> _Working data_
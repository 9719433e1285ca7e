//! Pre-compiled message templates.

use minijinja::{context, Environment, Error};

use super::filters::register_filters;
use crate::config::ThemeConfig;
use crate::theme::Theme;

const TOGGLE_LABEL: &str = "toggle_label";
const ANNOUNCEMENT: &str = "announcement";

/// Renders the user-facing strings of the toggle.
///
/// Both templates see `theme` (the active theme name) and `next` (the theme a
/// click would switch to). Templates are compiled once, when the controller is
/// installed, so syntax errors surface as configuration errors.
///
/// # Example
///
/// ```rust
/// use docs_theme::{Messages, Theme};
///
/// let messages = Messages::new(
///     "Passer en mode {{ next }}",
///     "Mode {{ theme }} activé",
/// ).unwrap();
/// assert_eq!(messages.toggle_label(Theme::Dark), "Passer en mode light");
/// assert_eq!(messages.announcement(Theme::Dark), "Mode dark activé");
/// ```
pub struct Messages {
    env: Environment<'static>,
}

impl Messages {
    /// Compiles the label and announcement templates.
    ///
    /// # Errors
    ///
    /// Returns an error if either template has invalid syntax.
    pub fn new(toggle_label: &str, announcement: &str) -> Result<Self, Error> {
        let mut env = Environment::new();
        register_filters(&mut env);
        env.add_template_owned(TOGGLE_LABEL, toggle_label.to_string())?;
        env.add_template_owned(ANNOUNCEMENT, announcement.to_string())?;
        Ok(Self { env })
    }

    pub fn from_config(config: &ThemeConfig) -> Result<Self, Error> {
        Self::new(&config.toggle_label, &config.announcement)
    }

    /// Label naming the action a click performs while `current` is active.
    pub fn toggle_label(&self, current: Theme) -> String {
        self.render(TOGGLE_LABEL, current)
            .unwrap_or_else(|| format!("Switch to {} mode", current.opposite()))
    }

    /// Text announced after switching to `theme`.
    pub fn announcement(&self, theme: Theme) -> String {
        self.render(ANNOUNCEMENT, theme)
            .unwrap_or_else(|| format!("Switched to {} mode", theme))
    }

    fn render(&self, name: &str, theme: Theme) -> Option<String> {
        let result = self.env.get_template(name).and_then(|tmpl| {
            tmpl.render(context! {
                theme => theme.as_str(),
                next => theme.opposite().as_str(),
            })
        });
        match result {
            Ok(text) => Some(text),
            Err(err) => {
                tracing::warn!(template = name, error = %err, "message template failed; using built-in text");
                None
            }
        }
    }
}

impl std::fmt::Debug for Messages {
    fn fmt(&self, f: &mut std::fmt::Formatter<'_>) -> std::fmt::Result {
        f.debug_struct("Messages").finish_non_exhaustive()
    }
}

#[cfg(test)]
mod tests {
    use super::*;

    fn defaults() -> Messages {
        Messages::from_config(&ThemeConfig::default()).unwrap()
    }

    #[test]
    fn test_default_label_names_the_next_action() {
        let messages = defaults();
        assert_eq!(messages.toggle_label(Theme::Dark), "Switch to light mode");
        assert_eq!(messages.toggle_label(Theme::Light), "Switch to dark mode");
    }

    #[test]
    fn test_default_announcement() {
        let messages = defaults();
        assert_eq!(messages.announcement(Theme::Dark), "Switched to dark mode");
        assert_eq!(messages.announcement(Theme::Light), "Switched to light mode");
    }

    #[test]
    fn test_invalid_syntax_is_rejected() {
        assert!(Messages::new("{{ theme", "ok").is_err());
        assert!(Messages::new("ok", "{% if %}").is_err());
    }

    #[test]
    fn test_render_failure_falls_back_to_builtin_text() {
        let messages = Messages::new("{{ theme | no_such_filter }}", "{{ theme | no_such_filter }}");
        // Unknown filters are reported either at compile or render time.
        if let Ok(messages) = messages {
            assert_eq!(messages.toggle_label(Theme::Light), "Switch to dark mode");
            assert_eq!(messages.announcement(Theme::Light), "Switched to light mode");
        }
    }
}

> _Required action_
Reproduce all of the entries above verbatim.

> _Answer space_
repository 9719433e1285ca7e
//! Pre-compiled message templates.

use minijinja::{context, Environment, Error};

use super::filters::register_filters;
use crate::config::ThemeConfig;
use crate::theme::Theme;

const TOGGLE_LABEL: &str = "toggle_label";
const ANNOUNCEMENT: &str = "announcement";

/// Renders the user-facing strings of the toggle.
///
/// Both templates see `theme` (the active theme name) and `next` (the theme a
/// click would switch to). Templates are compiled once, when the controller is
/// installed, so syntax errors surface as configuration errors.
///
/// # Example
///
/// ```rust
/// use docs_theme::{Messages, Theme};
///
/// let messages = Messages::new(
///     "Passer en mode {{ next }}",
///     "Mode {{ theme }} activé",
/// ).unwrap();
/// assert_eq!(messages.toggle_label(Theme::Dark), "Passer en mode light");
/// assert_eq!(messages.announcement(Theme::Dark), "Mode dark activé");
/// ```
pub struct Messages {
    env: Environment<'static>,
}

impl Messages {
    /// Compiles the label and announcement templates.
    ///
    /// # Errors
    ///
    /// Returns an error if either template has invalid syntax.
    pub fn new(toggle_label: &str, announcement: &str) -> Result<Self, Error> {
        let mut env = Environment::new();
        register_filters(&mut env);
        env.add_template_owned(TOGGLE_LABEL, toggle_label.to_string())?;
        env.add_template_owned(ANNOUNCEMENT, announcement.to_string())?;
        Ok(Self { env })
    }

    pub fn from_config(config: &ThemeConfig) -> Result<Self, Error> {
        Self::new(&config.toggle_label, &config.announcement)
    }

    /// Label naming the action a click performs while `current` is active.
    pub fn toggle_label(&self, current: Theme) -> String {
        self.render(TOGGLE_LABEL, current)
            .unwrap_or_else(|| format!("Switch to {} mode", current.opposite()))
    }

    /// Text announced after switching to `theme`.
    pub fn announcement(&self, theme: Theme) -> String {
        self.render(ANNOUNCEMENT, theme)
            .unwrap_or_else(|| format!("Switched to {} mode", theme))
    }

    fn render(&self, name: &str, theme: Theme) -> Option<String> {
        let result = self.env.get_template(name).and_then(|tmpl| {
            tmpl.render(context! {
                theme => theme.as_str(),
                next => theme.opposite().as_str(),
            })
        });
        match result {
            Ok(text) => Some(text),
            Err(err) => {
                tracing::warn!(template = name, error = %err, "message template failed; using built-in text");
                None
            }
        }
    }
}

impl std::fmt::Debug for Messages {
    fn fmt(&self, f: &mut std::fmt::Formatter<'_>) -> std::fmt::Result {
        f.debug_struct("Messages").finish_non_exhaustive()
    }
}

#[cfg(test)]
mod tests {
    use super::*;

    fn defaults() -> Messages {
        Messages::from_config(&ThemeConfig::default()).unwrap()
    }

    #[test]
    fn test_default_label_names_the_next_action() {
        let messages = defaults();
        assert_eq!(messages.toggle_label(Theme::Dark), "Switch to light mode");
        assert_eq!(messages.toggle_label(Theme::Light), "Switch to dark mode");
    }

    #[test]
    fn test_default_announcement() {
        let messages = defaults();
        assert_eq!(messages.announcement(Theme::Dark), "Switched to dark mode");
        assert_eq!(messages.announcement(Theme::Light), "Switched to light mode");
    }

    #[test]
    fn test_invalid_syntax_is_rejected() {
        assert!(Messages::new("{{ theme", "ok").is_err());
        assert!(Messages::new("ok", "{% if %}").is_err());
    }

    #[test]
    fn test_render_failure_falls_back_to_builtin_text() {
        let messages = Messages::new("{{ theme | no_such_filter }}", "{{ theme | no_such_filter }}");
        // Unknown filters are reported either at compile or render time.
        if let Ok(messages) = messages {
            assert_eq!(messages.toggle_label(Theme::Light), "Switch to dark mode");
            assert_eq!(messages.announcement(Theme::Light), "Switched to light mode");
        }
    }
}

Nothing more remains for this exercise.